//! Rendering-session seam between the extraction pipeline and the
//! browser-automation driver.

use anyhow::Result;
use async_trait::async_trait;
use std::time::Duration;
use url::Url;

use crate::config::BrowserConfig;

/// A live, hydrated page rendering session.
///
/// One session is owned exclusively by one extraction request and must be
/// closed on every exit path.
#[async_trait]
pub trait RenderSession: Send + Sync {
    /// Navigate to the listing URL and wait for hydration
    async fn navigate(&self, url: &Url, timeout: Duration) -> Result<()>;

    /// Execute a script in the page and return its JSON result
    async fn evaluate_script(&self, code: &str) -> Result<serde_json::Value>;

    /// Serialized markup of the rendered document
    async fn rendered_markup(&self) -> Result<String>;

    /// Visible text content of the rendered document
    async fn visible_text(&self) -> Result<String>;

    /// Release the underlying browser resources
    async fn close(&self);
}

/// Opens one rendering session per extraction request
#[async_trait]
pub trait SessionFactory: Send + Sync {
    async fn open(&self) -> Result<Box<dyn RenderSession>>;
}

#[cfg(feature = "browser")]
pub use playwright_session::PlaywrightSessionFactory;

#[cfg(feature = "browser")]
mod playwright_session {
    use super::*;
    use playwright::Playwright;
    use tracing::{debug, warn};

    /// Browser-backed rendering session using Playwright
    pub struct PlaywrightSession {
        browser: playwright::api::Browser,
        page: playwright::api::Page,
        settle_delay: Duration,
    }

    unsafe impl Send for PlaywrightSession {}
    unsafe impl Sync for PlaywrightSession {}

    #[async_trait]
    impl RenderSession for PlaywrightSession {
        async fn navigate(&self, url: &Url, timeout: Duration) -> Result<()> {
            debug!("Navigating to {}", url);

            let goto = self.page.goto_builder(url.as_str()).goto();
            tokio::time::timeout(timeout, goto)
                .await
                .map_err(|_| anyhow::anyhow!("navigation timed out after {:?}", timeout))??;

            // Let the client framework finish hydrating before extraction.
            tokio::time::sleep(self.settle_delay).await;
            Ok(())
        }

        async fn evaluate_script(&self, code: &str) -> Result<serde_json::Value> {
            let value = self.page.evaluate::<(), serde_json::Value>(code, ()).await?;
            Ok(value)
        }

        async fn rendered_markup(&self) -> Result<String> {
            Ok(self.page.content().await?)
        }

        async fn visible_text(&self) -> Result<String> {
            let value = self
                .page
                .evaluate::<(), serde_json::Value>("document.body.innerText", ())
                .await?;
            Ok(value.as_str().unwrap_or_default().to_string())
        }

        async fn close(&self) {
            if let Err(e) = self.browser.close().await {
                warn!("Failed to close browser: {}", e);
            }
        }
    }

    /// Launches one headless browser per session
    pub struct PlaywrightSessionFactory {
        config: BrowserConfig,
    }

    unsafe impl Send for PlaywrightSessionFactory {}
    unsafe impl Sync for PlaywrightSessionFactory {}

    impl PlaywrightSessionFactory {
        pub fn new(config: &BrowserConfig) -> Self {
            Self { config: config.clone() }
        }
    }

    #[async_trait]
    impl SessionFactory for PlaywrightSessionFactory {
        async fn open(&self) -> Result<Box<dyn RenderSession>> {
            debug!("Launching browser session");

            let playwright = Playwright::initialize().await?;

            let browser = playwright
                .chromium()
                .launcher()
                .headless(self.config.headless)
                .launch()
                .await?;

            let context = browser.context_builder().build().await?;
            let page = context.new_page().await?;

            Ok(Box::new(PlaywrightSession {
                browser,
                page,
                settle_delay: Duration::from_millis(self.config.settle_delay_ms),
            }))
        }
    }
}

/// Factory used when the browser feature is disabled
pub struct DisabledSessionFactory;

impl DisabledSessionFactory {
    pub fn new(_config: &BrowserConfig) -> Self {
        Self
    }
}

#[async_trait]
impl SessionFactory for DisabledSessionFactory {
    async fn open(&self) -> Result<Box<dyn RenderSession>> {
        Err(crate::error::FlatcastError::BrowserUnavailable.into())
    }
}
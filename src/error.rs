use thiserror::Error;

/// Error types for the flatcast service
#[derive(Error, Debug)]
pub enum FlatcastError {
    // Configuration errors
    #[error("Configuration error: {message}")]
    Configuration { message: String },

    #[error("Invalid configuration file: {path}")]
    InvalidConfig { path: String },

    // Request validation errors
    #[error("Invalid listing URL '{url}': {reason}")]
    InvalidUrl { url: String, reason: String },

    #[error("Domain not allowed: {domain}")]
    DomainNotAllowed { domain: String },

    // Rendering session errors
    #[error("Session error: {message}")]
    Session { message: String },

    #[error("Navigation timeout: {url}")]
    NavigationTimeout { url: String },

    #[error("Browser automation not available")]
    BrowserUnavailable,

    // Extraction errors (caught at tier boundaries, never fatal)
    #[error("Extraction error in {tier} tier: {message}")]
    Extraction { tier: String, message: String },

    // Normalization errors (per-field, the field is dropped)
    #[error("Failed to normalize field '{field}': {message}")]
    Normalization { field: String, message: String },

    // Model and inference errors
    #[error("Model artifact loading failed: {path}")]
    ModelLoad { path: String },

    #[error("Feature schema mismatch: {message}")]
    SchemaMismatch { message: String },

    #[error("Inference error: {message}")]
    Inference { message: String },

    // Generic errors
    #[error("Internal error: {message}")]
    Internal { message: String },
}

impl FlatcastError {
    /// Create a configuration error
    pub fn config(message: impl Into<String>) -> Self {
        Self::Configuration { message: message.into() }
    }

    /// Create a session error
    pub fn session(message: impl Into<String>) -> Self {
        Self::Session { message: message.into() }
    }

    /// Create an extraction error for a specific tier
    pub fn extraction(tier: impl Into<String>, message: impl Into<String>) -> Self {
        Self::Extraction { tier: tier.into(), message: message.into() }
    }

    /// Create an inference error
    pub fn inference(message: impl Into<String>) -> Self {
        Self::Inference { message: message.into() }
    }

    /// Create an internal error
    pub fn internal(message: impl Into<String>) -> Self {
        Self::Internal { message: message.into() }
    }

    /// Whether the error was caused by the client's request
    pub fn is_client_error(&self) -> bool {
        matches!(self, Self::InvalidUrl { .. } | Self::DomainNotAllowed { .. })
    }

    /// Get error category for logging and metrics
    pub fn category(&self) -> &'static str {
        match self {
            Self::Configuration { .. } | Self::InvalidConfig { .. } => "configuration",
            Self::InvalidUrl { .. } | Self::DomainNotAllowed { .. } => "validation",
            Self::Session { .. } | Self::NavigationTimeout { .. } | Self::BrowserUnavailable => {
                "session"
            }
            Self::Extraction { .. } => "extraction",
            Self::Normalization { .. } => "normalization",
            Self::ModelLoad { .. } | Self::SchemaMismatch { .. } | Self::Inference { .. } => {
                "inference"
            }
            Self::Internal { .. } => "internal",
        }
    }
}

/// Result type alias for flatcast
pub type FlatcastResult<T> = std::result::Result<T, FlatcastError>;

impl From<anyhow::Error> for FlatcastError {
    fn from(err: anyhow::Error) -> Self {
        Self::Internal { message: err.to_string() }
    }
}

========

◆ What you should do
Filter the entries above and return only the lines holding "unsafe".

◆ Answer area
    unsafe impl Send for PlaywrightSession {}
    unsafe impl Sync for PlaywrightSession {}
    unsafe impl Send for PlaywrightSessionFactory {}
    unsafe impl Sync for PlaywrightSessionFactory {}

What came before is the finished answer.